→ **What you need to do**:
The only acceptable output is every entry, printed exactly.

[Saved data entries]
+ + + + + + +

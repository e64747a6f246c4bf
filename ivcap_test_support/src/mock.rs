use bytes::Bytes;
use http::{HeaderMap, HeaderValue, StatusCode};
use ivcap_core::transport::*;
use std::collections::VecDeque;
use std::future::Future;
use std::pin::Pin;
use std::sync::atomic::{AtomicUsize, Ordering};
use std::sync::{Arc, Mutex};
use std::time::Duration;

#[derive(Clone, Debug)]
pub struct RecordedRequest {
    pub meta: RequestMeta,
    pub url: url::Url,
    pub headers: HeaderMap,
    /// Streamed bodies are drained into memory when recorded.
    pub body: Option<Bytes>,
    pub streamed: bool,
    pub timeout: Option<Duration>,
}

#[derive(Clone, Debug)]
pub struct MockReply {
    pub status: StatusCode,
    pub headers: HeaderMap,
    pub body: Bytes,
    /// When set, `send` fails with this message instead of answering.
    pub transport_error: Option<String>,
}

impl MockReply {
    pub fn json(status: StatusCode, body: Bytes) -> Self {
        Self::status(status).with_header(
            http::header::CONTENT_TYPE,
            HeaderValue::from_static("application/json"),
        )
        .with_body(body)
    }

    pub fn ok_json(body: Bytes) -> Self {
        Self::json(StatusCode::OK, body)
    }

    pub fn ok_text(body: Bytes) -> Self {
        Self::status(StatusCode::OK)
            .with_header(http::header::CONTENT_TYPE, HeaderValue::from_static("text/plain"))
            .with_body(body)
    }

    pub fn status(status: StatusCode) -> Self {
        Self {
            status,
            headers: HeaderMap::new(),
            body: Bytes::new(),
            transport_error: None,
        }
    }

    /// A gateway error response carrying the `goa-error` discriminator.
    pub fn goa_error(status: StatusCode, name: &'static str, body: Bytes) -> Self {
        Self::json(status, body).with_header(
            http::header::HeaderName::from_static("goa-error"),
            HeaderValue::from_static(name),
        )
    }

    pub fn transport_error(msg: impl Into<String>) -> Self {
        Self {
            transport_error: Some(msg.into()),
            ..Self::status(StatusCode::OK)
        }
    }

    pub fn with_header(mut self, name: http::header::HeaderName, value: HeaderValue) -> Self {
        self.headers.insert(name, value);
        self
    }

    pub fn with_body(mut self, body: impl Into<Bytes>) -> Self {
        self.body = body.into();
        self
    }
}

struct OneShotBody {
    chunk: Option<Bytes>,
    reads: Arc<AtomicUsize>,
}

impl TransportBody for OneShotBody {
    fn next_chunk<'a>(
        &'a mut self,
    ) -> Pin<Box<dyn Future<Output = Result<Option<Bytes>, TransportError>> + Send + 'a>> {
        Box::pin(async move {
            if self.chunk.is_some() {
                self.reads.fetch_add(1, Ordering::SeqCst);
            }
            Ok(self.chunk.take())
        })
    }
}

#[derive(Debug)]
struct MockState {
    recorded: Mutex<Vec<RecordedRequest>>,
    replies: Mutex<VecDeque<MockReply>>,
    body_reads: Arc<AtomicUsize>,
}

#[derive(Clone)]
pub struct MockTransport {
    st: Arc<MockState>,
}

pub struct MockHandle {
    st: Arc<MockState>,
    finished: bool,
}

#[derive(Default)]
pub struct MockBuilder {
    replies: Vec<MockReply>,
}

impl MockBuilder {
    pub fn new() -> Self {
        Self::default()
    }

    pub fn reply(mut self, r: MockReply) -> Self {
        self.replies.push(r);
        self
    }

    pub fn replies(mut self, rs: impl IntoIterator<Item = MockReply>) -> Self {
        self.replies.extend(rs);
        self
    }

    pub fn build(self) -> (MockTransport, MockHandle) {
        let st = Arc::new(MockState {
            recorded: Mutex::new(Vec::new()),
            replies: Mutex::new(self.replies.into_iter().collect()),
            body_reads: Arc::new(AtomicUsize::new(0)),
        });
        (
            MockTransport { st: st.clone() },
            MockHandle {
                st,
                finished: false,
            },
        )
    }
}

pub fn mock() -> MockBuilder {
    MockBuilder::new()
}

impl MockHandle {
    pub fn recorded(&self) -> Vec<RecordedRequest> {
        self.st.recorded.lock().unwrap().clone()
    }

    pub fn last(&self) -> RecordedRequest {
        self.st
            .recorded
            .lock()
            .unwrap()
            .last()
            .cloned()
            .expect("no request was recorded")
    }

    pub fn recorded_len(&self) -> usize {
        self.st.recorded.lock().unwrap().len()
    }

    pub fn assert_recorded_len(&self, expected: usize) {
        let got = self.recorded_len();
        if got != expected {
            let reqs = self.recorded();
            panic!(
                "recorded request count mismatch\n  expected: {expected}\n  got: {got}\n  recorded:\n{:#?}",
                reqs
            );
        }
    }

    /// Number of non-empty reply bodies the client actually read.
    pub fn body_reads(&self) -> usize {
        self.st.body_reads.load(Ordering::SeqCst)
    }

    pub fn assert_no_remaining_replies(&self) {
        let left = self.st.replies.lock().unwrap().len();
        if left != 0 {
            panic!("mock replies not fully consumed: remaining={left}");
        }
    }

    pub fn finish(mut self) {
        self.assert_no_remaining_replies();
        self.finished = true;
    }
}

impl Drop for MockHandle {
    fn drop(&mut self) {
        if self.finished || std::thread::panicking() {
            return;
        }
        let left = self.st.replies.lock().unwrap().len();
        if left != 0 {
            panic!("mock replies not fully consumed (drop): remaining={left}");
        }
    }
}

impl Transport for MockTransport {
    fn send<'a>(
        &'a self,
        req: BuiltRequest,
    ) -> Pin<Box<dyn Future<Output = Result<TransportResponse, TransportError>> + Send + 'a>> {
        let st = self.st.clone();
        Box::pin(async move {
            let BuiltRequest {
                meta,
                url,
                headers,
                body,
                timeout,
            } = req;
            let (body, streamed) = match body {
                RequestBody::Empty => (None, false),
                RequestBody::Bytes { bytes, .. } => (Some(bytes), false),
                RequestBody::Stream(s) => (Some(s.collect().await?), true),
            };
            st.recorded.lock().unwrap().push(RecordedRequest {
                meta,
                url,
                headers,
                body,
                streamed,
                timeout,
            });

            let reply = {
                let mut g = st.replies.lock().unwrap();
                g.pop_front().unwrap_or_else(|| {
                    let last = st.recorded.lock().unwrap().last().cloned();
                    panic!(
                        "MockTransport: no more scripted replies, but send() was called.\nlast_request={:#?}",
                        last
                    );
                })
            };
            if let Some(msg) = reply.transport_error {
                return Err(TransportError::msg(msg));
            }

            Ok(TransportResponse {
                status: reply.status,
                headers: reply.headers,
                body: Box::new(OneShotBody {
                    chunk: (!reply.body.is_empty()).then_some(reply.body),
                    reads: st.body_reads.clone(),
                }),
            })
        })
    }
}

+ + + + + + +

→ **Response to this task**:
repository e64747a6f246c4bf
filename ivcap_test_support/src/mock.rs
use bytes::Bytes;
use http::{HeaderMap, HeaderValue, StatusCode};
use ivcap_core::transport::*;
use std::collections::VecDeque;
use std::future::Future;
use std::pin::Pin;
use std::sync::atomic::{AtomicUsize, Ordering};
use std::sync::{Arc, Mutex};
use std::time::Duration;

#[derive(Clone, Debug)]
pub struct RecordedRequest {
    pub meta: RequestMeta,
    pub url: url::Url,
    pub headers: HeaderMap,
    /// Streamed bodies are drained into memory when recorded.
    pub body: Option<Bytes>,
    pub streamed: bool,
    pub timeout: Option<Duration>,
}

#[derive(Clone, Debug)]
pub struct MockReply {
    pub status: StatusCode,
    pub headers: HeaderMap,
    pub body: Bytes,
    /// When set, `send` fails with this message instead of answering.
    pub transport_error: Option<String>,
}

impl MockReply {
    pub fn json(status: StatusCode, body: Bytes) -> Self {
        Self::status(status).with_header(
            http::header::CONTENT_TYPE,
            HeaderValue::from_static("application/json"),
        )
        .with_body(body)
    }

    pub fn ok_json(body: Bytes) -> Self {
        Self::json(StatusCode::OK, body)
    }

    pub fn ok_text(body: Bytes) -> Self {
        Self::status(StatusCode::OK)
            .with_header(http::header::CONTENT_TYPE, HeaderValue::from_static("text/plain"))
            .with_body(body)
    }

    pub fn status(status: StatusCode) -> Self {
        Self {
            status,
            headers: HeaderMap::new(),
            body: Bytes::new(),
            transport_error: None,
        }
    }

    /// A gateway error response carrying the `goa-error` discriminator.
    pub fn goa_error(status: StatusCode, name: &'static str, body: Bytes) -> Self {
        Self::json(status, body).with_header(
            http::header::HeaderName::from_static("goa-error"),
            HeaderValue::from_static(name),
        )
    }

    pub fn transport_error(msg: impl Into<String>) -> Self {
        Self {
            transport_error: Some(msg.into()),
            ..Self::status(StatusCode::OK)
        }
    }

    pub fn with_header(mut self, name: http::header::HeaderName, value: HeaderValue) -> Self {
        self.headers.insert(name, value);
        self
    }

    pub fn with_body(mut self, body: impl Into<Bytes>) -> Self {
        self.body = body.into();
        self
    }
}

struct OneShotBody {
    chunk: Option<Bytes>,
    reads: Arc<AtomicUsize>,
}

impl TransportBody for OneShotBody {
    fn next_chunk<'a>(
        &'a mut self,
    ) -> Pin<Box<dyn Future<Output = Result<Option<Bytes>, TransportError>> + Send + 'a>> {
        Box::pin(async move {
            if self.chunk.is_some() {
                self.reads.fetch_add(1, Ordering::SeqCst);
            }
            Ok(self.chunk.take())
        })
    }
}

#[derive(Debug)]
struct MockState {
    recorded: Mutex<Vec<RecordedRequest>>,
    replies: Mutex<VecDeque<MockReply>>,
    body_reads: Arc<AtomicUsize>,
}

#[derive(Clone)]
pub struct MockTransport {
    st: Arc<MockState>,
}

pub struct MockHandle {
    st: Arc<MockState>,
    finished: bool,
}

#[derive(Default)]
pub struct MockBuilder {
    replies: Vec<MockReply>,
}

impl MockBuilder {
    pub fn new() -> Self {
        Self::default()
    }

    pub fn reply(mut self, r: MockReply) -> Self {
        self.replies.push(r);
        self
    }

    pub fn replies(mut self, rs: impl IntoIterator<Item = MockReply>) -> Self {
        self.replies.extend(rs);
        self
    }

    pub fn build(self) -> (MockTransport, MockHandle) {
        let st = Arc::new(MockState {
            recorded: Mutex::new(Vec::new()),
            replies: Mutex::new(self.replies.into_iter().collect()),
            body_reads: Arc::new(AtomicUsize::new(0)),
        });
        (
            MockTransport { st: st.clone() },
            MockHandle {
                st,
                finished: false,
            },
        )
    }
}

pub fn mock() -> MockBuilder {
    MockBuilder::new()
}

impl MockHandle {
    pub fn recorded(&self) -> Vec<RecordedRequest> {
        self.st.recorded.lock().unwrap().clone()
    }

    pub fn last(&self) -> RecordedRequest {
        self.st
            .recorded
            .lock()
            .unwrap()
            .last()
            .cloned()
            .expect("no request was recorded")
    }

    pub fn recorded_len(&self) -> usize {
        self.st.recorded.lock().unwrap().len()
    }

    pub fn assert_recorded_len(&self, expected: usize) {
        let got = self.recorded_len();
        if got != expected {
            let reqs = self.recorded();
            panic!(
                "recorded request count mismatch\n  expected: {expected}\n  got: {got}\n  recorded:\n{:#?}",
                reqs
            );
        }
    }

    /// Number of non-empty reply bodies the client actually read.
    pub fn body_reads(&self) -> usize {
        self.st.body_reads.load(Ordering::SeqCst)
    }

    pub fn assert_no_remaining_replies(&self) {
        let left = self.st.replies.lock().unwrap().len();
        if left != 0 {
            panic!("mock replies not fully consumed: remaining={left}");
        }
    }

    pub fn finish(mut self) {
        self.assert_no_remaining_replies();
        self.finished = true;
    }
}

impl Drop for MockHandle {
    fn drop(&mut self) {
        if self.finished || std::thread::panicking() {
            return;
        }
        let left = self.st.replies.lock().unwrap().len();
        if left != 0 {
            panic!("mock replies not fully consumed (drop): remaining={left}");
        }
    }
}

impl Transport for MockTransport {
    fn send<'a>(
        &'a self,
        req: BuiltRequest,
    ) -> Pin<Box<dyn Future<Output = Result<TransportResponse, TransportError>> + Send + 'a>> {
        let st = self.st.clone();
        Box::pin(async move {
            let BuiltRequest {
                meta,
                url,
                headers,
                body,
                timeout,
            } = req;
            let (body, streamed) = match body {
                RequestBody::Empty => (None, false),
                RequestBody::Bytes { bytes, .. } => (Some(bytes), false),
                RequestBody::Stream(s) => (Some(s.collect().await?), true),
            };
            st.recorded.lock().unwrap().push(RecordedRequest {
                meta,
                url,
                headers,
                body,
                streamed,
                timeout,
            });

            let reply = {
                let mut g = st.replies.lock().unwrap();
                g.pop_front().unwrap_or_else(|| {
                    let last = st.recorded.lock().unwrap().last().cloned();
                    panic!(
                        "MockTransport: no more scripted replies, but send() was called.\nlast_request={:#?}",
                        last
                    );
                })
            };
            if let Some(msg) = reply.transport_error {
                return Err(TransportError::msg(msg));
            }

            Ok(TransportResponse {
                status: reply.status,
                headers: reply.headers,
                body: Box::new(OneShotBody {
                    chunk: (!reply.body.is_empty()).then_some(reply.body),
                    reads: st.body_reads.clone(),
                }),
            })
        })
    }
}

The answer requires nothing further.